Un redoutable diplomate
De tous les présidents algériens, Abdelaziz Bouteflika aura eu la plus
grande longévité à la tête de la République algérienne démocratique et
populaire. Cinquième chef de l'Etat depuis l'indépendance du pays en
juillet 1962 (Mohamed Boudiaf, assassiné en juin 1992, n'a présidé que
quelques mois un Haut Comité d'Etat), M. Bouteflika est parvenu au
pouvoir en 1999 dans la foulée d'une carrière bien remplie.
Né le 2 mars 1937 à Oujda, au Maroc, Abdelaziz Bouteflika, issu d'une
fratrie de cinq frères, une soeur et de trois demi-soeurs, fait ses
études quand la guerre d'indépendance éclate.
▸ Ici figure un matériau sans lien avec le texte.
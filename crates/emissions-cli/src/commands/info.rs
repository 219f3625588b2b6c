//! Info command - show dataset file details.

use std::path::PathBuf;

use chrono::Local;
use colored::Colorize;
use emissions::UnparsableYearPolicy;

pub fn run(
    data: PathBuf,
    policy: UnparsableYearPolicy,
    json_output: bool,
) -> Result<(), Box<dyn std::error::Error>> {
    let session = super::open_session(&data, policy, None)?;
    let metadata = session
        .metadata()
        .ok_or("Dataset was not loaded from a file")?;
    let range = session.year_range();

    if json_output {
        let info = serde_json::json!({
            "file": metadata,
            "years": { "min": range.start(), "max": range.end() },
            "distinct_sources": session.catalog().sources().len(),
        });
        println!("{}", serde_json::to_string_pretty(&info)?);
        return Ok(());
    }

    println!(
        "{} {}",
        "Dataset".cyan().bold(),
        metadata.file.white()
    );
    println!();
    println!("  Path:     {}", metadata.path.display());
    println!("  Size:     {} bytes", metadata.size_bytes);
    println!("  Hash:     {}", metadata.hash.dimmed());
    println!(
        "  Loaded:   {}",
        metadata
            .loaded_at
            .with_timezone(&Local)
            .format("%Y-%m-%d %H:%M:%S")
    );
    println!();

    println!("{}", "Contents:".yellow().bold());
    println!("  Regions:          {}", metadata.region_count.to_string().white());
    println!(
        "  Sources:          {} ({} distinct)",
        metadata.source_count.to_string().white(),
        session.catalog().sources().len()
    );
    println!("  Records:          {}", metadata.record_count.to_string().white());
    println!(
        "  Years:            {} to {}",
        range.start().to_string().white(),
        range.end().to_string().white()
    );

    let missing_years = range
        .len()
        .saturating_sub(session.accessor().available_years().len());
    if missing_years > 0 {
        println!(
            "  {} {} years in range have no records",
            "Note:".yellow(),
            missing_years
        );
    }

    Ok(())
}
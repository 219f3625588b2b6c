//! Year-indexed series and gap filling.

use indexmap::IndexMap;
use serde::{Deserialize, Serialize};

use super::range::YearRange;

/// Formatted values keyed by canonical year text, in insertion order.
///
/// Freshly extracted series are sparse and unordered; after
/// [`Series::normalize`] a series holds exactly one entry per year of the
/// requested range, ascending.
#[derive(Debug, Clone, Default, PartialEq, Eq, Serialize, Deserialize)]
#[serde(transparent)]
pub struct Series(IndexMap<String, String>);

impl Series {
    pub fn new() -> Self {
        Self::default()
    }

    /// Insert a value unless the year already has one.
    ///
    /// Returns `false` when the year was already present.
    pub fn insert_first(&mut self, year: i32, value: String) -> bool {
        match self.0.entry(year.to_string()) {
            indexmap::map::Entry::Occupied(_) => false,
            indexmap::map::Entry::Vacant(slot) => {
                slot.insert(value);
                true
            }
        }
    }

    pub fn get(&self, year: &str) -> Option<&str> {
        self.0.get(year).map(String::as_str)
    }

    pub fn len(&self) -> usize {
        self.0.len()
    }

    pub fn is_empty(&self) -> bool {
        self.0.is_empty()
    }

    /// Year keys in order.
    pub fn years(&self) -> impl Iterator<Item = &str> {
        self.0.keys().map(String::as_str)
    }

    /// Values in year order.
    pub fn values(&self) -> impl Iterator<Item = &str> {
        self.0.values().map(String::as_str)
    }

    pub fn iter(&self) -> impl Iterator<Item = (&str, &str)> {
        self.0.iter().map(|(k, v)| (k.as_str(), v.as_str()))
    }

    /// Fill every year of `range` and order the result by year.
    ///
    /// Years absent from `self` get `placeholder`. Keys outside the range,
    /// or not parseable as a year, are dropped.
    pub fn normalize(&self, range: YearRange, placeholder: &str) -> Series {
        let mut by_year: IndexMap<i32, &str> = IndexMap::with_capacity(self.0.len());
        for (key, value) in &self.0 {
            if let Ok(year) = key.trim().parse::<i32>() {
                by_year.entry(year).or_insert(value.as_str());
            }
        }

        range
            .years()
            .map(|year| {
                let value = by_year.get(&year).copied().unwrap_or(placeholder);
                (year.to_string(), value.to_string())
            })
            .collect()
    }
}

impl FromIterator<(String, String)> for Series {
    fn from_iter<I: IntoIterator<Item = (String, String)>>(iter: I) -> Self {
        Series(iter.into_iter().collect())
    }
}

impl<'a> IntoIterator for &'a Series {
    type Item = (&'a String, &'a String);
    type IntoIter = indexmap::map::Iter<'a, String, String>;

    fn into_iter(self) -> Self::IntoIter {
        self.0.iter()
    }
}

#[cfg(test)]
mod tests {
    use super::*;

    fn series(pairs: &[(&str, &str)]) -> Series {
        pairs.iter().map(|(k, v)| (k.to_string(), v.to_string())).collect()
    }

    #[test]
    fn test_fills_gaps() {
        let raw = series(&[("2002", "11.000"), ("2000", "10.500")]);
        let normalized = raw.normalize(YearRange::new(2000, 2003).unwrap(), "-");

        assert_eq!(
            normalized,
            series(&[("2000", "10.500"), ("2001", "-"), ("2002", "11.000"), ("2003", "-")])
        );
    }

    #[test]
    fn test_numeric_not_lexicographic_order() {
        let raw = series(&[("10000", "1"), ("9999", "2")]);
        let normalized = raw.normalize(YearRange::new(9998, 10000).unwrap(), "-");
        assert_eq!(normalized.years().collect::<Vec<_>>(), vec!["9998", "9999", "10000"]);
    }

    #[test]
    fn test_drops_out_of_range_and_garbage_keys() {
        let raw = series(&[("1999", "1.000"), ("abc", "2.000"), ("2000", "3.000")]);
        let normalized = raw.normalize(YearRange::single(2000), "-");
        assert_eq!(normalized, series(&[("2000", "3.000")]));
    }

    #[test]
    fn test_single_year_empty_input() {
        let normalized = Series::new().normalize(YearRange::single(2010), "-");
        assert_eq!(normalized.len(), 1);
        assert_eq!(normalized.get("2010"), Some("-"));
    }

    #[test]
    fn test_idempotent() {
        let range = YearRange::new(2000, 2004).unwrap();
        let once = series(&[("2003", "5.000")]).normalize(range, "-");
        let twice = once.normalize(range, "-");
        assert_eq!(once, twice);
    }

    #[test]
    fn test_insert_first_keeps_existing() {
        let mut s = Series::new();
        assert!(s.insert_first(2000, "1.000".to_string()));
        assert!(!s.insert_first(2000, "2.000".to_string()));
        assert_eq!(s.get("2000"), Some("1.000"));
    }
}
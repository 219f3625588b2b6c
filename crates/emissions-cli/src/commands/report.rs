//! Report command - print or export a single report.

use std::io::{self, Write};
use std::path::PathBuf;

use colored::Colorize;
use emissions::{UnparsableYearPolicy, YearRange};

use crate::cli::ReportFormat;
use crate::render;

pub struct ReportArgs {
    pub region: Option<usize>,
    pub source: Option<usize>,
    pub years: Option<YearRange>,
    pub format: ReportFormat,
    pub output: Option<PathBuf>,
}

pub fn run(
    data: PathBuf,
    policy: UnparsableYearPolicy,
    args: ReportArgs,
    verbose: bool,
) -> Result<(), Box<dyn std::error::Error>> {
    let session = super::open_session(&data, policy, None)?;
    let years = args.years.unwrap_or_else(|| session.year_range());

    let table = match (args.region, args.source) {
        (Some(region), _) => session.report_by_region(region, years)?,
        (None, Some(source)) => session.report_by_source(source, years)?,
        (None, None) => return Err("Either --region or --source is required".into()),
    };

    if verbose {
        eprintln!(
            "{} {} rows x {} years",
            "Report:".yellow().bold(),
            table.row_count(),
            years.len()
        );
    }

    match (args.format.export_format(), args.output) {
        (Some(format), Some(path)) => {
            emissions::export_to_path(&table, format, &path)?;
            println!(
                "{} {}",
                "Saved to".green().bold(),
                path.display().to_string().white()
            );
        }
        (Some(format), None) => {
            let mut out = io::stdout().lock();
            emissions::write_table(&table, format, &mut out)?;
            out.flush()?;
        }
        (None, Some(path)) => {
            // Files get plain text
            colored::control::set_override(false);
            let mut buf = Vec::new();
            render::write_report(&table, &mut buf)?;
            colored::control::unset_override();
            crate::init_color();

            std::fs::write(&path, buf)?;
            println!(
                "{} {}",
                "Saved to".green().bold(),
                path.display().to_string().white()
            );
        }
        (None, None) => {
            render::write_report(&table, &mut io::stdout().lock())?;
        }
    }

    Ok(())
}
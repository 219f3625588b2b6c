//! In-memory representation of the emissions document.

use serde::{Deserialize, Serialize};

/// One yearly observation for a source.
///
/// Both fields keep the document text as-is; numeric interpretation happens
/// at query time so that unparsable entries can be handled per policy.
#[derive(Debug, Clone, PartialEq, Eq, Serialize, Deserialize)]
pub struct EmissionRecord {
    /// Raw `year` attribute.
    pub year: String,
    /// Raw element text, `None` when the element is empty.
    pub value: Option<String>,
}

impl EmissionRecord {
    /// Create a record from raw year and value text.
    pub fn new(year: impl Into<String>, value: Option<impl Into<String>>) -> Self {
        Self {
            year: year.into(),
            value: value.map(Into::into),
        }
    }

    /// The year as an integer, if the attribute is a valid base-10 integer.
    pub fn parsed_year(&self) -> Option<i32> {
        self.year.trim().parse().ok()
    }
}

/// A category of emitting activity inside a region.
#[derive(Debug, Clone, PartialEq, Eq, Serialize, Deserialize)]
pub struct Source {
    pub description: String,
    pub records: Vec<EmissionRecord>,
}

impl Source {
    pub fn new(description: impl Into<String>) -> Self {
        Self {
            description: description.into(),
            records: Vec::new(),
        }
    }

    pub fn with_record(mut self, year: impl Into<String>, value: impl Into<String>) -> Self {
        self.records.push(EmissionRecord::new(year, Some(value)));
        self
    }
}

/// A geographic unit owning an ordered list of sources.
#[derive(Debug, Clone, PartialEq, Eq, Serialize, Deserialize)]
pub struct Region {
    pub name: String,
    pub sources: Vec<Source>,
}

impl Region {
    pub fn new(name: impl Into<String>) -> Self {
        Self {
            name: name.into(),
            sources: Vec::new(),
        }
    }

    pub fn with_source(mut self, source: Source) -> Self {
        self.sources.push(source);
        self
    }
}

/// The complete loaded dataset. Never mutated after loading.
#[derive(Debug, Clone, Default, PartialEq, Eq, Serialize, Deserialize)]
pub struct EmissionDataset {
    /// Regions in document order.
    pub regions: Vec<Region>,
}

impl EmissionDataset {
    pub fn new(regions: Vec<Region>) -> Self {
        Self { regions }
    }

    /// Get a region by its 1-based ordinal.
    pub fn region(&self, ordinal: usize) -> Option<&Region> {
        ordinal.checked_sub(1).and_then(|i| self.regions.get(i))
    }

    /// Iterate every record in document order.
    pub fn records(&self) -> impl Iterator<Item = &EmissionRecord> {
        self.regions
            .iter()
            .flat_map(|r| r.sources.iter())
            .flat_map(|s| s.records.iter())
    }

    pub fn region_count(&self) -> usize {
        self.regions.len()
    }

    pub fn source_count(&self) -> usize {
        self.regions.iter().map(|r| r.sources.len()).sum()
    }

    pub fn record_count(&self) -> usize {
        self.records().count()
    }

    pub fn is_empty(&self) -> bool {
        self.regions.is_empty()
    }
}

#[cfg(test)]
mod tests {
    use super::*;

    #[test]
    fn test_region_by_ordinal() {
        let dataset = EmissionDataset::new(vec![Region::new("A"), Region::new("B")]);
        assert_eq!(dataset.region(1).map(|r| r.name.as_str()), Some("A"));
        assert_eq!(dataset.region(2).map(|r| r.name.as_str()), Some("B"));
        assert!(dataset.region(0).is_none());
        assert!(dataset.region(3).is_none());
    }

    #[test]
    fn test_parsed_year() {
        assert_eq!(EmissionRecord::new("2005", None::<String>).parsed_year(), Some(2005));
        assert_eq!(EmissionRecord::new(" 1990 ", None::<String>).parsed_year(), Some(1990));
        assert_eq!(EmissionRecord::new("N/A", None::<String>).parsed_year(), None);
    }

    #[test]
    fn test_counts() {
        let dataset = EmissionDataset::new(vec![
            Region::new("A").with_source(Source::new("X").with_record("2000", "1.0")),
            Region::new("B")
                .with_source(Source::new("X").with_record("2000", "2.0").with_record("2001", "3.0"))
                .with_source(Source::new("Y")),
        ]);
        assert_eq!(dataset.region_count(), 2);
        assert_eq!(dataset.source_count(), 3);
        assert_eq!(dataset.record_count(), 3);
    }
}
Il rejoint à l'âge de 19
ans, en 1956, l'Armée de libération nationale (ALN), la branche armée du
Front de libération nationale (FLN) organisée en zones de combat
appelées wilaya. La sienne, la wilaya 5, est la plus vaste, qui
couvre tout l'ouest du pays et sera commandée, en 1958, par un certain
Houari Boumédiène, dont il deviendra le secrétaire particulier. Des
liens se forment au sein de ce que certains historiens ont appelé le «
clan d'Oujda », un groupe politico-militaire formé à partir d'une petite
communauté d'Algériens installés au Maroc depuis le XIXe siècle ou liée
par l'armée des frontières (communauté dont faisait également partie
Ahmed Ben Bella).
A peine la guerre finie, Abdelaziz Bouteflika devient, en 1962, député
à l'Assemblée constituante puis, à l'âge de 25 ans, ministre de la
jeunesse, des sports et du tourisme, ce qui en fait le plus jeune membre
du gouvernement. Un an plus tard, il est nommé ministre des affaires
étrangères, d'abord par intérim, puis pleinement. Un poste qu'il
occupera seize années durant, à une époque où l'Algérie, à la tête des
pays non alignés, se fait le porte-parole du tiers-monde. En 1974, il
est élu président de la 29e session de l'Assemblée générale des Nations
unies. Dès cette époque, il acquiert une réputation de redoutable et
habile interlocuteur.
Un an plus tard survient le fameux épisode des négociations, dans un
salon VIP de l'aéroport d'Alger, entre Abdelaziz Bouteflika et Carlos.
Le 21 décembre 1975, un groupe d'hommes armés conduit par Illitch
Ramirez Sanchez, dit Carlos, prend d'assaut, à Vienne, en Autriche,
l'immeuble qui abrite l'Organisation des pays exportateurs de pétrole
(Opep) avant de s'enfuir, à bord d'un DC9, avec 42 otages, dont onze
ministres du pétrole. L'appareil se pose à Alger le 22 décembre et c'est
Abdelaziz Bouteflika qui mènera en personne les discussions avec
Carlos. Ce dernier libère immédiatement le ministre du pétrole algérien,
puis trente autres otages. Il repart avec son commando et les derniers
otages vers Tripoli, puis Tunis, mais les régimes libyen et tunisien se
montrant nettement moins conciliants, le DC9 retourne à Alger. Au terme
d'ultimes négociations, tous les otages sont libérés le 23 décembre. Une
luxueuse villa à Alger est mise à la disposition de Carlos pendant deux
semaines avant qu'il ne soit obligé de quitter le territoire. Révélé
par WikiLeaks, un câble de l'ambassadeur américain en poste à Alger en
1975, Richard Bordeaux Parker, qui s'appuie sur des commentaires de son
homologue autrichien, évoque une gestion de la crise « efficace, détendue et cool ». La biographie officielle du président Bouteflika ne fait aucune mention de cette affaire.
Le ministre des affaires étrangères qu'il est alors paraît au faîte de
sa puissance. Mais la disparition trois plus tard, en 1978, de son
protecteur, Houari Boumédiène, signe la fin d'une période. Le militaire
putschiste parvenu à la tête de l'Etat algérien en 1965 avait été élu en
1976. M. Bouteflika lui rendra un vibrant hommage lors de ses
funérailles. Bien que confirmé dans ses fonctions par le nouveau
président, Chadli Bendjedid, il sera peu à peu écarté du pouvoir, qu'il
quitte en 1981. La Cour des comptes le poursuit pour malversation
financière et détournement de fonds, qui sera évalué à l'époque à « plus de 6 milliards de centimes
» (environ 3 millions de francs). Il s'exilera durant six années. Là
encore, sa biographie officielle n'en dit mot, préférant indiquer qu'il «
devient [dès 1978], la principale cible de la politique de ‘déboumédiénisation’ et est contraint à un exil qui durera plus de six ans ». Une retraite forcée qu'il effectuera en grande partie en Suisse, avec de nombreux allers et retours en France.